The suggestion of impropriety was leaked to the press.

The Diocese of Fort Wayne-South Bend stated that “While it’s important that allegations be brought forward, it’s equally important for due process to take place. The result of this investigation underscores the importance of allowing appropriate authorities to determine credibility of accusations before the reputation of any individual is impugned in the court of public opinion.”

Similarly, Chardo wrote that “This has been a case of a public airing of mere speculation of impropriety with no foundation. In this case, the leaking of what turned out to be an unfounded report did unnecessary harm. This has done a disservice to actual victims of sexual abuse. It has also caused significant and unnecessary harm to Bishop Rhoades.”

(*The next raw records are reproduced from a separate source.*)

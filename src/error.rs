//! Error types for the SWGTS upload client.
//!
//! This module defines the error types used throughout the upload engine.
//! Pre-flight errors (`MalformedFile`, `PairMismatch`) are raised before any
//! network call is made; transfer errors carry enough context to tell which
//! worker gave up and why.

use std::io;
use std::path::PathBuf;
use thiserror::Error;

/// Errors that can occur while uploading reads to a filtering server.
///
/// Backpressure from the server is not an error and never surfaces here;
/// it is resolved inside the retry controller by waiting.
#[derive(Debug, Error)]
pub enum UploadError {
    /// An I/O error occurred while reading inputs or writing outputs.
    #[error("I/O error: {0}")]
    Io(#[from] io::Error),

    /// Failed to serialize or deserialize JSON data.
    #[error("Serialization error: {0}")]
    Serialization(#[from] serde_json::Error),

    /// Failed to serialize data to TOML format.
    #[error("TOML serialization error: {0}")]
    TomlSerialization(#[from] toml::ser::Error),

    /// Failed to deserialize data from TOML format.
    #[error("TOML deserialization error: {0}")]
    TomlDeserialization(#[from] toml::de::Error),

    /// The HTTP exchange itself failed (connection refused, timeout, TLS, ...).
    #[error("HTTP error: {0}")]
    Http(#[from] reqwest::Error),

    /// A read file has a line count that is not a multiple of four.
    #[error("Found a number of lines not divisible by 4 ({line_count}) in {file}, likely a corrupted file")]
    MalformedFile { file: String, line_count: usize },

    /// The selected files cannot form a sequencing unit.
    #[error("The files can not be paired: {0}")]
    PairMismatch(String),

    /// A worker failed to deliver one batch within its attempt budget.
    #[error("Worker {worker_id} gave up on a batch after {attempts} failed attempts: {last_error}")]
    TransferExhausted {
        worker_id: usize,
        attempts: u32,
        last_error: String,
    },

    /// The server answered with a status code the protocol does not expect.
    #[error("Unexpected response from server (HTTP {status}): {message}")]
    UnexpectedStatus { status: u16, message: String },

    /// The server sent a payload that violates the upload protocol.
    #[error("Transfer protocol error: {0}")]
    ProtocolError(String),

    /// A configuration error (invalid settings, missing required fields, etc.).
    #[error("Configuration error: {0}")]
    ConfigError(String),

    /// The requested input file was not found.
    #[error("File not found: {0}")]
    FileNotFound(PathBuf),

    /// A gzip compression or decompression operation failed.
    #[error("Compression error: {0}")]
    CompressionError(String),

    /// The upload was cancelled by the user.
    #[error("Upload cancelled")]
    Cancelled,
}

impl UploadError {
    /// Returns `true` for errors detected before any network activity.
    pub fn is_preflight(&self) -> bool {
        matches!(
            self,
            UploadError::MalformedFile { .. } | UploadError::PairMismatch(_)
        )
    }
}
//! Container format support for read files.
//!
//! Read files arrive either as plain text or gzip-compressed. The format is
//! detected from the file name suffix only; declared MIME types are absent or
//! wrong often enough that they are never consulted.

use crate::error::UploadError;
use flate2::read::MultiGzDecoder;
use flate2::write::GzEncoder;
use flate2::Compression;
use std::io::{Read, Write};
use std::path::Path;

/// The container a read file is stored in.
#[derive(Debug, Clone, Copy, PartialEq, Eq)]
pub enum FileFormat {
    Plain,
    Gzip,
}

impl FileFormat {
    /// Detect the format from a file name (`*.gz`, case-insensitive).
    pub fn from_name(name: &str) -> Self {
        match name.rsplit_once('.') {
            Some((_, ext)) if ext.eq_ignore_ascii_case("gz") => FileFormat::Gzip,
            _ => FileFormat::Plain,
        }
    }

    /// Detect the format from a path. Non-UTF-8 file names are converted
    /// lossily, which leaves the suffix intact.
    pub fn from_path(path: &Path) -> Self {
        path.file_name()
            .map(|n| Self::from_name(&n.to_string_lossy()))
            .unwrap_or(FileFormat::Plain)
    }

    /// Wrap raw file content in a reader that yields the decoded text bytes.
    pub fn reader<'a>(self, raw: &'a [u8]) -> Box<dyn Read + 'a> {
        match self {
            FileFormat::Plain => Box::new(raw),
            FileFormat::Gzip => Box::new(MultiGzDecoder::new(raw)),
        }
    }

    /// Decode raw file content into UTF-8 text.
    pub fn decode(self, raw: &[u8]) -> Result<String, UploadError> {
        let mut text = String::with_capacity(raw.len());
        self.reader(raw).read_to_string(&mut text).map_err(|e| match self {
            FileFormat::Gzip => {
                UploadError::CompressionError(format!("Failed to decompress gzip data: {}", e))
            }
            FileFormat::Plain => UploadError::Io(e),
        })?;
        Ok(text)
    }

    /// Encode text into this container format.
    ///
    /// `level` is the gzip compression level (0-9) and is ignored for plain text.
    pub fn encode(self, text: &[u8], level: u32) -> Result<Vec<u8>, UploadError> {
        match self {
            FileFormat::Plain => Ok(text.to_vec()),
            FileFormat::Gzip => {
                let mut encoder = GzEncoder::new(Vec::new(), Compression::new(level));
                encoder.write_all(text).map_err(|e| {
                    UploadError::CompressionError(format!("Failed to compress data: {}", e))
                })?;
                encoder.finish().map_err(|e| {
                    UploadError::CompressionError(format!("Failed to finish gzip stream: {}", e))
                })
            }
        }
    }
}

He encouraged “reports of any suspicion of the abuse of a child to law enforcement,” while adding that “once reports are made to proper authorities, they should be fully investigated without public speculation about guilt. Where appropriate, we will bring charges. Here, we found no evidence of wrongdoing. We now regard this case as closed.”

Bishop Rhoades, 60, was ordained a priest of the Diocese of Harrisburg in 1983. He became Bishop of Harrisburg in 204, and continued serving there until his 2009 appointment as Bishop of Fort Wayne-South Bend.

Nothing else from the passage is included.